Exercise description => Begin at the line below that has "let opened = self.opened(disk);" and stop after the line that has "let mut marked". Please restate only those lines, word for word.

Extracted records =>
::::::::

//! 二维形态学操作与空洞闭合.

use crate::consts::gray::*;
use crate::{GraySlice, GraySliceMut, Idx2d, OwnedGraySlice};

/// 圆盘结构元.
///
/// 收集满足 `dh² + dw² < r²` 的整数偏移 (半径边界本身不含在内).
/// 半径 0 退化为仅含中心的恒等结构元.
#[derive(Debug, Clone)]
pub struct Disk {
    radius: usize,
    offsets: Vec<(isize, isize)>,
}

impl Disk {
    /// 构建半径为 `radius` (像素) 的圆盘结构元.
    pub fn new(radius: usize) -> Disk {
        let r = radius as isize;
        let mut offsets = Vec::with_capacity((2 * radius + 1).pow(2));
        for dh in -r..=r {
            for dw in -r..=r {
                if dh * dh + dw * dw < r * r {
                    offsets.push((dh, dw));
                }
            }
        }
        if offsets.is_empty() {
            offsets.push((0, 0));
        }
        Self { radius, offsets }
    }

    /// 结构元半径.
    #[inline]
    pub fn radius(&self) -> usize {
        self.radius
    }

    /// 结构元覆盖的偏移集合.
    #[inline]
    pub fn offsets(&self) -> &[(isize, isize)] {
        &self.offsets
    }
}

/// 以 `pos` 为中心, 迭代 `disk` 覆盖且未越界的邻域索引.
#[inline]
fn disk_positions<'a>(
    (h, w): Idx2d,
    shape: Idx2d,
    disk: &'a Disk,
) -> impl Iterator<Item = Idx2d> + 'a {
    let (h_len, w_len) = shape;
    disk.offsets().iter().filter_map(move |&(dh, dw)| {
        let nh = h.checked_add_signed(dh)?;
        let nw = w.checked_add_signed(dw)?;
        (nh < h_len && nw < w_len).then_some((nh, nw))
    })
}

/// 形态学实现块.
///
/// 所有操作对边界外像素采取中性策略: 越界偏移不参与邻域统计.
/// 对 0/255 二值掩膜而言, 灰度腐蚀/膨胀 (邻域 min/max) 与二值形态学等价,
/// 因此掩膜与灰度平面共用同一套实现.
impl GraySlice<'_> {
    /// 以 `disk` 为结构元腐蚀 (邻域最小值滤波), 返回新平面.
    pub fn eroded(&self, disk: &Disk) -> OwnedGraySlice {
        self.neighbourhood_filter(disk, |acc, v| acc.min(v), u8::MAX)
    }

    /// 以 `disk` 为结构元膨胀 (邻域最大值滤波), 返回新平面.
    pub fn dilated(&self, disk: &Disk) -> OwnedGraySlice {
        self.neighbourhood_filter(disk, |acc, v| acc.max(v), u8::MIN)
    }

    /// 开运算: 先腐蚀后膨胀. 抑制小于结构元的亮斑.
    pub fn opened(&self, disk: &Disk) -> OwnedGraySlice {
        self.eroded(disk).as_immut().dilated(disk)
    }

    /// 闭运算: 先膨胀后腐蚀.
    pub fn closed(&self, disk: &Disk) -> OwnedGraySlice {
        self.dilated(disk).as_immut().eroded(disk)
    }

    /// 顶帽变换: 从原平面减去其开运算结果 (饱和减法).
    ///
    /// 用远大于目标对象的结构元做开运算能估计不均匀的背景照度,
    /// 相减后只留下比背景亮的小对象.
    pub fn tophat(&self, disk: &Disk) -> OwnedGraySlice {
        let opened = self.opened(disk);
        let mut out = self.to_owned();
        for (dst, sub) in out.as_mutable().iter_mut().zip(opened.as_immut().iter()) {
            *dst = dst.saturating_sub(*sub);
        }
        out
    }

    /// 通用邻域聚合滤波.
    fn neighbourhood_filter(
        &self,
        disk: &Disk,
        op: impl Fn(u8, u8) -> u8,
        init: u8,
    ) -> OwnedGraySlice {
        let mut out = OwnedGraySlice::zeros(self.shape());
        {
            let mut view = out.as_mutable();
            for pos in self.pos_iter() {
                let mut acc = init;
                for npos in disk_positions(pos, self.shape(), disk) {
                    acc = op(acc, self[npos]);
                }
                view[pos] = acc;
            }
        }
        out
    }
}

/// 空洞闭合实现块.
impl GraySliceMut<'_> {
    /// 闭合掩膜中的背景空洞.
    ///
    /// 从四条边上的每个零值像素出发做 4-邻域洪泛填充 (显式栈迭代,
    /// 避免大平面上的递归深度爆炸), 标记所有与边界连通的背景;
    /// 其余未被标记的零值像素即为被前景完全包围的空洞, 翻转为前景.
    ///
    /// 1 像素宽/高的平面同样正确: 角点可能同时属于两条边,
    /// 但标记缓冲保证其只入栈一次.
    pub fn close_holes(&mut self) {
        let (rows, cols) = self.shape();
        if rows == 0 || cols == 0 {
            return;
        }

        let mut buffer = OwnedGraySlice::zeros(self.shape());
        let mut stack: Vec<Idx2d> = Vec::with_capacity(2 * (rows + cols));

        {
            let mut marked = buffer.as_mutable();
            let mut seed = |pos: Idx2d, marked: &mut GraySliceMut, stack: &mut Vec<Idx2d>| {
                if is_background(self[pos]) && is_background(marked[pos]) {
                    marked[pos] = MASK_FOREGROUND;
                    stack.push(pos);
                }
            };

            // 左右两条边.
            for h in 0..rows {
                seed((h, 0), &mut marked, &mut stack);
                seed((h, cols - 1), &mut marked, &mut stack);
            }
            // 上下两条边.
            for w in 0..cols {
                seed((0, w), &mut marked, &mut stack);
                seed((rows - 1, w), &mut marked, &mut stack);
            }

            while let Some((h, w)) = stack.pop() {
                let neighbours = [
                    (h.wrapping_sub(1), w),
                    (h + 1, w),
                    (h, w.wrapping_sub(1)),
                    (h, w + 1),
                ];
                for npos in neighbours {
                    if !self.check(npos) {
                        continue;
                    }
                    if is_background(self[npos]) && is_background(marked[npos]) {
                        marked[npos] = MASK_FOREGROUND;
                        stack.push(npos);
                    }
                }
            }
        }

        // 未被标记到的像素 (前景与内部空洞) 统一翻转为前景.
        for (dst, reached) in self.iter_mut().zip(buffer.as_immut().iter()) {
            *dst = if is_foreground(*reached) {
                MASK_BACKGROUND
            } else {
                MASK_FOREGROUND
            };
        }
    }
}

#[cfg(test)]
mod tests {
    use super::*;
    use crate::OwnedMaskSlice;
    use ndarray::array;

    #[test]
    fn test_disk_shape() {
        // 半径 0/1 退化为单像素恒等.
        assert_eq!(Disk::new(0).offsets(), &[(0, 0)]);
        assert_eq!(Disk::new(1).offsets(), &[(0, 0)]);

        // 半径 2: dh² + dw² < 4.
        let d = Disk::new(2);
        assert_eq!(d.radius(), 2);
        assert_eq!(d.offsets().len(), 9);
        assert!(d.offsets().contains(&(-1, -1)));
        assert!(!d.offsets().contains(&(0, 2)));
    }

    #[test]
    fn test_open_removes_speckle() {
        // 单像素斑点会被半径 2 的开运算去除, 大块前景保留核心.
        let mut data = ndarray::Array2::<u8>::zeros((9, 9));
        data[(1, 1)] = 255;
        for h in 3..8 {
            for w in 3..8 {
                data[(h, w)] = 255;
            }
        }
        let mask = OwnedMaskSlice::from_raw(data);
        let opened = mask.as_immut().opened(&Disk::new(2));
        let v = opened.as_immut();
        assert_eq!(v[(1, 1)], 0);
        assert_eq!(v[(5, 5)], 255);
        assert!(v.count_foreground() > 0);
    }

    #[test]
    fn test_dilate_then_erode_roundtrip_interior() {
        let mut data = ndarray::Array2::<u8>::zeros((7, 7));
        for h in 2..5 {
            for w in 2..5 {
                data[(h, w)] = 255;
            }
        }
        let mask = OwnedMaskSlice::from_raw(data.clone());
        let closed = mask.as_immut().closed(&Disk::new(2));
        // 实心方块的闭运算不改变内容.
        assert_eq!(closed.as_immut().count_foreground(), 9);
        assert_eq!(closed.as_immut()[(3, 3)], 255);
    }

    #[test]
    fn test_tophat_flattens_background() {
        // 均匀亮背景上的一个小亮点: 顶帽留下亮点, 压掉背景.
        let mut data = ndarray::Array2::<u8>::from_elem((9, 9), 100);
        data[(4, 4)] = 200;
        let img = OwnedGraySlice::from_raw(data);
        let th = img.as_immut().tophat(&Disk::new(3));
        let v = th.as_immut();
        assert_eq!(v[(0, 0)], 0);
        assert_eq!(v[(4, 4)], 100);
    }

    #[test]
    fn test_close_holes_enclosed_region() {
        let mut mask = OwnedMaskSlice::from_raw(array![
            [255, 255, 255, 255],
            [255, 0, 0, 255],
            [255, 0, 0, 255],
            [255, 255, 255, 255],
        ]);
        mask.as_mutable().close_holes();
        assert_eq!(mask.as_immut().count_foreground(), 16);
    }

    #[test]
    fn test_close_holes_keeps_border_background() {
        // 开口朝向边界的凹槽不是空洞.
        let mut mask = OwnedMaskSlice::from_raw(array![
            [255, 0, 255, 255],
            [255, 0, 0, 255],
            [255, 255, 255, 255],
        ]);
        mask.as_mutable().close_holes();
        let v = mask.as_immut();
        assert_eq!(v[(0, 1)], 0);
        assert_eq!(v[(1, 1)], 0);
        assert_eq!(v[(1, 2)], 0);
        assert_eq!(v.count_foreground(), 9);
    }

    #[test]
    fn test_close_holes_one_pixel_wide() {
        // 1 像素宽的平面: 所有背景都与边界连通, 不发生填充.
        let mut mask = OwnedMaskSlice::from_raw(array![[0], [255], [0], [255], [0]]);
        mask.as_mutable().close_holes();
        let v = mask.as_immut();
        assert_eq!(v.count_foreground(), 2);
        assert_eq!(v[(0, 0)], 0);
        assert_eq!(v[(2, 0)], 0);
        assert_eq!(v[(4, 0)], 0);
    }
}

::::::::

Response to the exercise =>
        let opened = self.opened(disk);
        let mut out = self.to_owned();
        for (dst, sub) in out.as_mutable().iter_mut().zip(opened.as_immut().iter()) {
            *dst = dst.saturating_sub(*sub);
        }
        out
    }

    /// 通用邻域聚合滤波.
    fn neighbourhood_filter(
        &self,
        disk: &Disk,
        op: impl Fn(u8, u8) -> u8,
        init: u8,
    ) -> OwnedGraySlice {
        let mut out = OwnedGraySlice::zeros(self.shape());
        {
            let mut view = out.as_mutable();
            for pos in self.pos_iter() {
                let mut acc = init;
                for npos in disk_positions(pos, self.shape(), disk) {
                    acc = op(acc, self[npos]);
                }
                view[pos] = acc;
            }
        }
        out
    }
}

/// 空洞闭合实现块.
impl GraySliceMut<'_> {
    /// 闭合掩膜中的背景空洞.
    ///
    /// 从四条边上的每个零值像素出发做 4-邻域洪泛填充 (显式栈迭代,
    /// 避免大平面上的递归深度爆炸), 标记所有与边界连通的背景;
    /// 其余未被标记的零值像素即为被前景完全包围的空洞, 翻转为前景.
    ///
    /// 1 像素宽/高的平面同样正确: 角点可能同时属于两条边,
    /// 但标记缓冲保证其只入栈一次.
    pub fn close_holes(&mut self) {
        let (rows, cols) = self.shape();
        if rows == 0 || cols == 0 {
            return;
        }

        let mut buffer = OwnedGraySlice::zeros(self.shape());
        let mut stack: Vec<Idx2d> = Vec::with_capacity(2 * (rows + cols));

        {
            let mut marked = buffer.as_mutable();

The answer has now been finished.